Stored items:

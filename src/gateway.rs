//! LLM 网关
//!
//! 通过 OpenRouter 的 chat completions 接口调用多模态模型：
//! - 聊天回复（失败时返回固定提示，不向上抛错）
//! - 报告图片分析与症状评估（返回结构化 JSON）

use crate::config::AssistantConfig;
use crate::error::{AppError, AppResult};
use crate::request::{HttpClient, HttpMethod, HttpRequest};
use crate::supabase::storage::FileUpload;
use base64::Engine;
use base64::engine::general_purpose::STANDARD;
use robtor_shared::{ReportAnalysis, SymptomAssessment};
use serde::Deserialize;
use serde::de::DeserializeOwned;
use serde_json::json;
use tracing::{debug, error, warn};

// =========================================================
// 固定文案与提示词
// =========================================================

pub const MISSING_KEY_NOTICE: &str = "Error: OpenRouter API Key not configured. Please add ROBTOR_OPENROUTER_API_KEY to your build environment.";

pub const CONNECTION_FALLBACK: &str =
    "I'm having trouble connecting to my AI brain right now. Please try again later.";

const PERSONA_PROMPT: &str = "You are Robtor, a helpful and empathetic personal AI health assistant. Provide helpful, concise, and safe responses. If the user asks for medical advice, kindly remind them that you are an AI and they should consult a doctor for serious concerns. Keep the tone professional yet warm. Do not make up facts.";

const REPORT_PROMPT: &str = r#"You are an expert medical AI assistant. Analyze this medical report image.

Extract the following information and return it in valid JSON format ONLY (no markdown formatting, just the raw JSON object):
{
    "health_score": <number between 0-100 based on overall results>,
    "summary": "<brief 1-sentence summary of the user's health status>",
    "results": [
        {
            "test_name": "<name of the test, e.g. HbA1c>",
            "value": "<the value found, e.g. 5.4%>",
            "status": "<Normal|Borderline|High|Low>",
            "normal_range": "<the reference range, e.g. 4.0-5.6%>",
            "interpretation": "<brief explanation of what this means>"
        }
    ],
    "recommendations": [
        "<specific actionable recommendation 1>",
        "<specific actionable recommendation 2>",
        "<specific actionable recommendation 3>"
    ],
    "diet_plan": {
        "breakfast": "<personalized breakfast recommendation>",
        "lunch": "<personalized lunch recommendation>",
        "dinner": "<personalized dinner recommendation>",
        "snacks": ["<snack 1>", "<snack 2>"],
        "avoid": ["<food to avoid 1>", "<food to avoid 2>"]
    },
    "fitness_plan": {
        "routine_name": "<name for this routine, e.g. Heart-Healthy Walk>",
        "exercises": [
            {
                "name": "<exercise name>",
                "duration": "<duration, e.g. 20 mins>",
                "intensity": "<Low|Moderate|High>",
                "benefit": "<why this is recommended based on report>"
            }
        ],
        "weekly_goal": "<summary goal for the week>"
    }
}

If the image is not a medical report, return a JSON with health_score: 0 and summary: "This does not appear to be a valid medical report.""#;

fn symptom_prompt(symptoms: &[String]) -> String {
    format!(
        r#"You are an expert medical AI. Analyze the following symptoms: {}.

Provide a health assessment in valid JSON format ONLY:
{{
    "possible_condition": "<most likely condition>",
    "confidence_score": <number between 0-100>,
    "explanation": "<brief explanation of what this means>",
    "recommendations": [
        {{
            "title": "<recommendation title>",
            "description": "<long description>",
            "type": "<lifestyle|medication|monitoring>"
        }}
    ],
    "urgent_signs": ["<sign 1>", "<sign 2>"],
    "disclaimer": "This is not a medical diagnosis. Always consult a professional."
}}"#,
        symptoms.join(", ")
    )
}

// =========================================================
// 抽象
// =========================================================

/// AI 助手能力
#[async_trait::async_trait(?Send)]
pub trait Assistant {
    /// 聊天回复，永不失败
    async fn generate_response(&self, message: &str) -> String;
    async fn analyze_image(&self, file: &FileUpload) -> AppResult<ReportAnalysis>;
    async fn analyze_symptoms(&self, symptoms: &[String]) -> AppResult<SymptomAssessment>;
}

// =========================================================
// OpenRouter 实现
// =========================================================

#[derive(Deserialize)]
struct CompletionResponse {
    #[serde(default)]
    choices: Vec<Choice>,
    #[serde(default)]
    error: Option<GatewayErrorBody>,
}

#[derive(Deserialize)]
struct Choice {
    message: ChoiceMessage,
}

#[derive(Deserialize)]
struct ChoiceMessage {
    #[serde(default)]
    content: String,
}

#[derive(Deserialize)]
struct GatewayErrorBody {
    #[serde(default)]
    message: Option<String>,
}

pub struct AssistantGateway<C: HttpClient> {
    http: C,
    config: AssistantConfig,
}
#[test]
fn test_require_user_id() {
    let err = anonymous_client().require_user_id("chat.send").unwrap_err();
    assert!(err.is_unauthorized());
    assert_eq!(signed_in_client("u9").require_user_id("x").unwrap(), "u9");
}

// =========================================================
// 认证
// =========================================================

#[tokio::test]
async fn test_sign_in_persists_session_and_notifies() {
    let store = Rc::new(MemorySessionStore::default());
    let client = SupabaseClient::new(MockHttpClient::new(), backend_config(), store.clone());
    let (changes, _sub) = record_changes(&client);

    let url = rest_url("/auth/v1/token?grant_type=password");
    client
        .http()
        .mock_response(HttpMethod::Post, &url, 200, session_json("u1"));

    let session = client
        .auth()
        .sign_in_with_password(" u1@example.com ", "secret1")
        .await
        .unwrap();

    assert_eq!(session.user.id, "u1");
    assert_eq!(session.user.full_name(), Some("Jane Doe"));
    assert!(client.auth().is_signed_in());
    assert!(store.load().unwrap().contains("token-u1"));
    assert_eq!(
        changes.borrow().as_slice(),
        &[AuthChange { event: AuthEvent::SignedIn, has_session: true }]
    );

    let sent = client.http().requests_to(HttpMethod::Post, &url);
    let body: serde_json::Value = serde_json::from_str(sent[0].3.as_deref().unwrap()).unwrap();
    assert_eq!(body["email"], "u1@example.com");
}

#[tokio::test]
async fn test_sign_in_email_not_confirmed() {
    let client = anonymous_client();
    client.http().mock_response(
        HttpMethod::Post,
        &rest_url("/auth/v1/token?grant_type=password"),
        400,
        json!({"error": "invalid_grant", "error_description": "Email not confirmed"}),
    );

    let err = client
        .auth()
        .sign_in_with_password("a@b.c", "secret1")
        .await
        .unwrap_err();

    assert_eq!(err.status, AppErrorStatus::EmailNotConfirmed);
    assert!(err.user_message().contains("verify your email"));
    assert!(!client.auth().is_signed_in());
}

== What the task requires ==
Here the job is to transcribe the lines from the first line of the data through the line containing "use base64::engine::general_purpose::STANDARD;", inclusive, exactly and with nothing else.

== Task answer ==
filename src/gateway.rs
//! LLM 网关
//!
//! 通过 OpenRouter 的 chat completions 接口调用多模态模型：
//! - 聊天回复（失败时返回固定提示，不向上抛错）
//! - 报告图片分析与症状评估（返回结构化 JSON）

use crate::config::AssistantConfig;
use crate::error::{AppError, AppResult};
use crate::request::{HttpClient, HttpMethod, HttpRequest};
use crate::supabase::storage::FileUpload;
use base64::Engine;
use base64::engine::general_purpose::STANDARD;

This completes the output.